___ Data for processing ___

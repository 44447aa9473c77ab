use std::sync::Arc;

use crate::config::Config;
use advisordesk_core::{
    cas::{
        CasService, CasServiceTrait, CommandParserGateway, CredentialVault, FileStager,
        ParserGatewayTrait,
    },
    clients::{ClientRepositoryTrait, ClientService, ClientServiceTrait},
};
use advisordesk_storage_sqlite::{clients::ClientRepository, db, DbPool};
use tracing_subscriber::prelude::*;
use tracing_subscriber::{fmt, EnvFilter};

pub struct AppState {
    pub client_service: Arc<dyn ClientServiceTrait + Send + Sync>,
    pub cas_service: Arc<dyn CasServiceTrait + Send + Sync>,
    pub pool: Arc<DbPool>,
    pub db_path: String,
}

pub fn init_tracing() {
    let log_format = std::env::var("ADV_LOG_FORMAT").unwrap_or_else(|_| "text".to_string());
    let filter = EnvFilter::try_from_default_env().unwrap_or_else(|_| EnvFilter::new("info"));
    let registry = tracing_subscriber::registry().with(filter);

    if log_format.eq_ignore_ascii_case("json") {
        registry
            .with(fmt::layer().json().with_current_span(false))
            .init();
    } else {
        registry
            .with(fmt::layer().with_target(true).with_line_number(true))
            .init();
    }
}

pub async fn build_state(config: &Config) -> anyhow::Result<Arc<AppState>> {
    let parser = Arc::new(CommandParserGateway::new(
        &config.cas_parser_cmd,
        config.cas_parser_args.clone(),
    ));
    tracing::info!("CAS parser command: {}", parser.program().display());
    build_state_with_parser(config, parser).await
}

/// Wires storage and services around the given parser gateway.
pub async fn build_state_with_parser(
    config: &Config,
    parser: Arc<dyn ParserGatewayTrait>,
) -> anyhow::Result<Arc<AppState>> {
    let db_path = db::init(&config.db_path)?;
    tracing::info!("Database path in use: {}", db_path);

    let pool = db::create_pool(&db_path)?;
    db::run_migrations(&pool)?;
    let writer = db::spawn_writer((*pool).clone());

    let client_repository: Arc<dyn ClientRepositoryTrait> =
        Arc::new(ClientRepository::new(pool.clone(), writer));
    let client_service = Arc::new(ClientService::new(client_repository.clone()));

    let vault = CredentialVault::new(config.cas_encryption_key.as_deref());
    if !vault.is_configured() {
        tracing::warn!(
            "ADV_CAS_ENCRYPTION_KEY is not set; password-protected CAS uploads will be rejected"
        );
    }
    let stager = FileStager::new(&config.cas_storage_dir)?;
    tracing::info!("CAS storage directory: {}", stager.root().display());

    let cas_service = Arc::new(CasService::new(
        client_repository,
        Arc::new(vault),
        Arc::new(stager),
        parser,
    ));

    Ok(Arc::new(AppState {
        client_service,
        cas_service,
        pool,
        db_path,
    }))
}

___

Action item: Look through the records and gather each line with the word "layer".

Task output:
            .with(fmt::layer().json().with_current_span(false))
            .with(fmt::layer().with_target(true).with_line_number(true))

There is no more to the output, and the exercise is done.